Artificial neural networks in energy applications: A review

Abstract

Artificial neural networks are widely accepted as a technology offering an alternative way to tackle complex and ill specified problems. They can learn from examples, are fault tolerant in the sense that they are able to handle noisy and incomplete data, are able to deal with non-linear problems, and once trained can perform prediction and generalisation at high speed. They have been used in diverse applications in control, robotics, pattern recognition, forecasting, medicine, power systems, manufacturing, optimisation, signal processing, and social/psychological sciences. They are particularly useful in system modelling such as in implementing complex mappings and system identification.
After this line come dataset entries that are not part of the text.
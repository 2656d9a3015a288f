//! Value types for adobridge
//!
//! Rows travel through the engine as ordered sequences of named, typed
//! values. The legacy client only distinguishes a handful of field types
//! (string, integer, double, boolean, date, variant), so the richer
//! [`Value`] kinds collapse onto [`FieldType`] when field metadata is
//! derived for a recordset.

use chrono::{DateTime, NaiveDate, NaiveDateTime, NaiveTime, Utc};
use serde::{Deserialize, Serialize};
use std::cmp::Ordering;
use std::collections::HashMap;
use std::time::Duration;

/// SQL value type that can hold any database value
#[derive(Debug, Clone, PartialEq, Serialize, Deserialize)]
pub enum Value {
    /// SQL NULL
    Null,
    /// Boolean value
    Bool(bool),
    /// 32-bit signed integer
    Int32(i32),
    /// 64-bit signed integer
    Int64(i64),
    /// 64-bit floating point
    Float64(f64),
    /// Text string
    String(String),
    /// Binary data
    Bytes(Vec<u8>),
    /// Date without time
    Date(NaiveDate),
    /// Time without date
    Time(NaiveTime),
    /// Timestamp without timezone
    DateTime(NaiveDateTime),
    /// Timestamp with timezone
    DateTimeTz(DateTime<Utc>),
}
#[async_trait]
impl PoolAdapter for ManagedPool {
    fn provider(&self) -> ProviderKind {
        self.options.provider
    }

    async fn acquire(&self) -> Result<ConnectionHandle> {
        if self.shutdown.load(Ordering::Acquire) {
            return Err(Error::invalid_state("pool is closed"));
        }

        let start = Instant::now();

        self.waiting.fetch_add(1, Ordering::AcqRel);
        let permit = tokio::time::timeout(
            self.settings.acquire_timeout,
            self.semaphore.clone().acquire_owned(),
        )
        .await;
        self.waiting.fetch_sub(1, Ordering::AcqRel);

        let permit = match permit {
            Ok(Ok(permit)) => permit,
            Ok(Err(_)) => return Err(Error::invalid_state("pool is closed")),
            Err(_) => {
                self.stats.record_timeout();
                return Err(Error::timeout(format!(
                    "waited {}ms for a {} connection",
                    self.settings.acquire_timeout.as_millis(),
                    self.provider()
                )));
            }
        };

        let (conn, created_at) = match self.take_idle().await {
            Some(reused) => reused,
            None => (self.create_connection().await?, Instant::now()),
        };

        let id = self.next_handle.fetch_add(1, Ordering::Relaxed);
        self.checked_out.lock().insert(
            id,
            CheckedOut {
                conn,
                created_at,
                permit,
            },
        );
        self.stats.record_acquisition(start.elapsed());

        Ok(ConnectionHandle::new(id))
    }

    async fn release(&self, handle: ConnectionHandle) -> Result<()> {
        let entry = self
            .checked_out
            .lock()
            .remove(&handle.id())
            .ok_or_else(|| Error::not_found("pooled connection", handle.to_string()))?;
        self.stats.record_release();

        let CheckedOut {
            conn,
            created_at,
            permit,
        } = entry;

        if self.shutdown.load(Ordering::Acquire) {
            drop(permit);
            return self.destroy_connection(conn).await;
        }

        self.idle.lock().push(IdleConnection {
            conn,
            created_at,
            last_used: Instant::now(),
        });
        drop(permit);
        Ok(())
    }

    async fn execute_raw(
        &self,
        handle: ConnectionHandle,
        sql: &str,
        params: &[Value],
    ) -> Result<RawResult> {
        let conn = self
            .checked_out
            .lock()
            .get(&handle.id())
            .map(|entry| entry.conn.clone())
            .ok_or_else(|| Error::not_found("pooled connection", handle.to_string()))?;

        conn.execute(sql, params)
            .await
            .map_err(|e| self.wrap_driver_error(e, "statement failed"))
    }

    fn status(&self) -> PoolSnapshot {
        let idle = self.idle.lock().len();
        let active = self.checked_out.lock().len();
        PoolSnapshot {
            total_connections: self.total_connections.load(Ordering::Acquire),
            active_connections: active,
            idle_connections: idle,
            waiting_requests: self.waiting.load(Ordering::Acquire),
            ..self.stats.snapshot()
        }
    }

    async fn close(&self) -> Result<()> {
        self.shutdown.store(true, Ordering::Release);
        self.semaphore.close();

        let mut doomed: Vec<Arc<dyn DriverConnection>> =
            self.idle.lock().drain(..).map(|e| e.conn).collect();
        doomed.extend(self.checked_out.lock().drain().map(|(_, e)| e.conn));

        let results =
            futures::future::join_all(doomed.into_iter().map(|c| self.destroy_connection(c)))
                .await;

        let failures = results.iter().filter(|r| r.is_err()).count();
        if failures > 0 {
            return Err(Error::provider(
                self.provider(),
                format!("{} connection(s) failed to close cleanly", failures),
            ));
        }
        Ok(())
    }
}

struct ManagedPoolFactory {
    driver: Arc<dyn Driver>,
}

#[async_trait]
impl AdapterFactory for ManagedPoolFactory {
    fn provider(&self) -> ProviderKind {
        self.driver.provider()
    }

    async fn create(
        &self,
        options: &PoolOptions,
        settings: &PoolSettings,
    ) -> Result<Arc<dyn PoolAdapter>> {
        let pool: Arc<dyn PoolAdapter> =
            ManagedPool::new(self.driver.clone(), options.clone(), settings.clone()).await?;
        Ok(pool)
    }
}

// ============================================================================
// ConnectionPoolManager
// ============================================================================

/// One pool per fingerprint
pub struct PoolInstance {
    fingerprint: String,
    options: PoolOptions,
    settings: PoolSettings,
    adapter: Arc<dyn PoolAdapter>,
    created_at: DateTime<Utc>,
    last_used: Mutex<DateTime<Utc>>,
}

impl std::fmt::Debug for PoolInstance {
    fn fmt(&self, f: &mut std::fmt::Formatter<'_>) -> std::fmt::Result {
        f.debug_struct("PoolInstance")
            .field("fingerprint", &self.fingerprint)
            .field("options", &self.options)
            .field("settings", &self.settings)
            .field("adapter", &"<dyn PoolAdapter>")
            .field("created_at", &self.created_at)
            .finish()
    }
}

impl PoolInstance {
    /// Pool key
    pub fn fingerprint(&self) -> &str {
        &self.fingerprint
    }

    /// Provider tag
    pub fn provider(&self) -> ProviderKind {
        self.options.provider
    }

    /// Resolved target
    pub fn options(&self) -> &PoolOptions {
        &self.options
    }

    /// Resolved sizing
    pub fn settings(&self) -> &PoolSettings {
        &self.settings
    }

    /// Underlying provider pool
    pub fn adapter(&self) -> &Arc<dyn PoolAdapter> {
        &self.adapter
    }

    /// Creation time
    pub fn created_at(&self) -> DateTime<Utc> {
        self.created_at
    }

    /// Last time `get_pool` handed this instance out
    pub fn last_used(&self) -> DateTime<Utc> {
        *self.last_used.lock()
    }

    fn touch(&self) {
        *self.last_used.lock() = Utc::now();
    }

    /// Status snapshot of this pool
    pub fn status(&self) -> PoolStatus {
        PoolStatus {
            fingerprint: self.fingerprint.clone(),
            provider: self.provider(),
            created_at: self.created_at,
            last_used: self.last_used(),
            snapshot: self.adapter.status(),
        }
    }
}

/// Status of one pool
#[derive(Debug, Clone, Serialize)]
pub struct PoolStatus {
    /// Pool key
    pub fingerprint: String,
    /// Provider tag
    pub provider: ProviderKind,
    /// Creation time
    pub created_at: DateTime<Utc>,
    /// Last handed out
    pub last_used: DateTime<Utc>,
    /// Occupancy and counters
    #[serde(flatten)]
    pub snapshot: PoolSnapshot,
}

/// Status of every pool
#[derive(Debug, Clone, Default, Serialize)]
pub struct PoolManagerStatus {
    /// Number of live pools
    pub total_pools: usize,
    /// Per-pool status, ordered by fingerprint
    pub pools: Vec<PoolStatus>,
}

/// Owns one pool per unique backend fingerprint
pub struct ConnectionPoolManager {
    config: PoolsConfig,
    factories: DashMap<ProviderKind, Arc<dyn AdapterFactory>>,
    pools: DashMap<String, Arc<OnceCell<Arc<PoolInstance>>>>,
}
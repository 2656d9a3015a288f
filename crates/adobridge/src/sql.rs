//! Statement helpers: read/write classification, positional parameter
//! binding and result-cache keys

use sha2::{Digest, Sha256};

use crate::error::{Error, Result};
use crate::types::Value;

/// Whether a statement is treated as a cacheable read.
///
/// Purely syntactic: trimmed, case-insensitive `select` prefix. CTEs
/// (`WITH ... SELECT`) and stored procedure calls count as writes.
pub fn is_read_only(sql: &str) -> bool {
    sql.trim_start()
        .get(..6)
        .map(|head| head.eq_ignore_ascii_case("select"))
        .unwrap_or(false)
}

/// Render a value as a SQL literal
pub fn to_sql_literal(value: &Value) -> String {
    match value {
        Value::Null => "NULL".to_string(),
        Value::Bool(true) => "1".to_string(),
        Value::Bool(false) => "0".to_string(),
        Value::Int32(v) => v.to_string(),
        Value::Int64(v) => v.to_string(),
        Value::Float64(v) if v.is_finite() => v.to_string(),
        Value::Float64(_) => "NULL".to_string(),
        Value::String(s) => quote(s),
        Value::Bytes(b) => format!("0x{}", hex::encode_upper(b)),
        Value::Date(d) => quote(&d.format("%Y-%m-%d").to_string()),
        Value::Time(t) => quote(&t.format("%H:%M:%S%.f").to_string()),
        Value::DateTime(dt) => quote(&dt.format("%Y-%m-%dT%H:%M:%S%.f").to_string()),
        Value::DateTimeTz(dt) => quote(&dt.to_rfc3339()),
    }
}

fn quote(s: &str) -> String {
    format!("'{}'", s.replace('\'', "''"))
}

/// Byte offsets of `?` placeholders outside quoted literals
fn placeholder_offsets(sql: &str) -> Vec<usize> {
    let mut offsets = Vec::new();
    let mut in_quote: Option<char> = None;
    for (idx, c) in sql.char_indices() {
        match in_quote {
            // a doubled quote re-enters the literal on the next char
            Some(q) if c == q => in_quote = None,
            Some(_) => {}
            None => match c {
                '\'' | '"' => in_quote = Some(c),
                '?' => offsets.push(idx),
                _ => {}
            },
        }
    }
    offsets
}

/// Substitute positional `?` placeholders with literals.
///
/// Placeholders inside `'...'` or `"..."` are left alone. The number of
/// placeholders must equal the number of parameters.
pub fn bind_parameters(sql: &str, params: &[Value]) -> Result<String> {
    let offsets = placeholder_offsets(sql);
    if offsets.len() != params.len() {
        return Err(Error::validation(format!(
            "statement has {} placeholder(s) but {} parameter(s) were supplied",
            offsets.len(),
            params.len()
        )));
    }
    if params.is_empty() {
        return Ok(sql.to_string());
    }

    let mut bound = String::with_capacity(sql.len() + params.len() * 8);
    let mut last = 0;
    for (offset, param) in offsets.into_iter().zip(params) {
        bound.push_str(&sql[last..offset]);
        bound.push_str(&to_sql_literal(param));
        last = offset + 1;
    }
    bound.push_str(&sql[last..]);
    Ok(bound)
}

/// Deterministic cache key for a statement and its parameters
pub fn cache_key(sql: &str, params: &[Value]) -> Result<String> {
    let mut hasher = Sha256::new();
    hasher.update(sql.as_bytes());
    hasher.update([0u8]);
    hasher.update(serde_json::to_vec(params)?);
    Ok(format!("query:{}", hex::encode(hasher.finalize())))
}

#[cfg(test)]
mod tests {
    use super::*;
    use chrono::NaiveDate;

    #[test]
    fn test_read_only_classification() {
        assert!(is_read_only("SELECT * FROM t"));
        assert!(is_read_only("   select 1"));
        assert!(is_read_only("\n\tSeLeCt x"));
        assert!(!is_read_only("UPDATE t SET a = 1"));
        assert!(!is_read_only("WITH x AS (SELECT 1) SELECT * FROM x"));
        assert!(!is_read_only("sel"));
        assert!(!is_read_only(""));
    }

    #[test]
    fn test_bind_parameters() {
        let sql = bind_parameters(
            "SELECT * FROM t WHERE name = ? AND age > ? AND active = ?",
            &[Value::from("O'Brien"), Value::Int32(30), Value::Bool(true)],
        )
        .unwrap();
        assert_eq!(
            sql,
            "SELECT * FROM t WHERE name = 'O''Brien' AND age > 30 AND active = 1"
        );
    }

    #[test]
    fn test_placeholders_in_literals_ignored() {
        let sql = bind_parameters(
            "SELECT '?' AS q, 'it''s ?' FROM t WHERE id = ?",
            &[Value::Int64(7)],
        )
        .unwrap();
        assert_eq!(sql, "SELECT '?' AS q, 'it''s ?' FROM t WHERE id = 7");
    }

    #[test]
    fn test_count_mismatch() {
        let err = bind_parameters("SELECT ?", &[]).unwrap_err();
        assert_eq!(err.category(), crate::error::ErrorCategory::Validation);
        assert!(bind_parameters("SELECT 1", &[Value::Null]).is_err());
    }

    #[test]
    fn test_literals() {
        assert_eq!(to_sql_literal(&Value::Null), "NULL");
        assert_eq!(to_sql_literal(&Value::Float64(f64::NAN)), "NULL");
        assert_eq!(to_sql_literal(&Value::Float64(1.5)), "1.5");
        assert_eq!(to_sql_literal(&Value::Bytes(vec![0xde, 0xad])), "0xDEAD");
        let date = NaiveDate::from_ymd_opt(2024, 3, 9).unwrap();
        assert_eq!(to_sql_literal(&Value::Date(date)), "'2024-03-09'");
        let dt = date.and_hms_opt(8, 5, 0).unwrap();
        assert_eq!(to_sql_literal(&Value::DateTime(dt)), "'2024-03-09T08:05:00'");
    }

    #[test]
    fn test_cache_key_deterministic() {
        let a = cache_key("SELECT ?", &[Value::Int32(1)]).unwrap();
        let b = cache_key("SELECT ?", &[Value::Int32(1)]).unwrap();
        let c = cache_key("SELECT ?", &[Value::Int32(2)]).unwrap();
        assert_eq!(a, b);
        assert_ne!(a, c);
        assert!(a.starts_with("query:"));
        assert_eq!(a.len(), "query:".len() + 64);
    }
}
This paper presents various applications of neural networks in energy problems in a thematic rather than a chronological or any other order. Artificial neural networks have been used by the authors in the field of solar energy, for modelling the heat-up response of a solar steam generating plant, for the estimation of a parabolic trough collector intercept factor, for the estimation of a parabolic trough collector local concentration ratio and for the design of a solar steam generation system. They have also been used for the estimation of heating loads of buildings. In all those models a multiple hidden layer architecture has been used. Errors reported in these models are well within acceptable limits, which clearly suggest that artificial neural networks can be used for modelling in other fields of energy production and use. The work of other researchers in the field of energy is also reported. This includes the use of artificial neural networks in heating ventilating and air-conditioning systems, solar radiation, modelling and control of power generation systems, and load forecasting.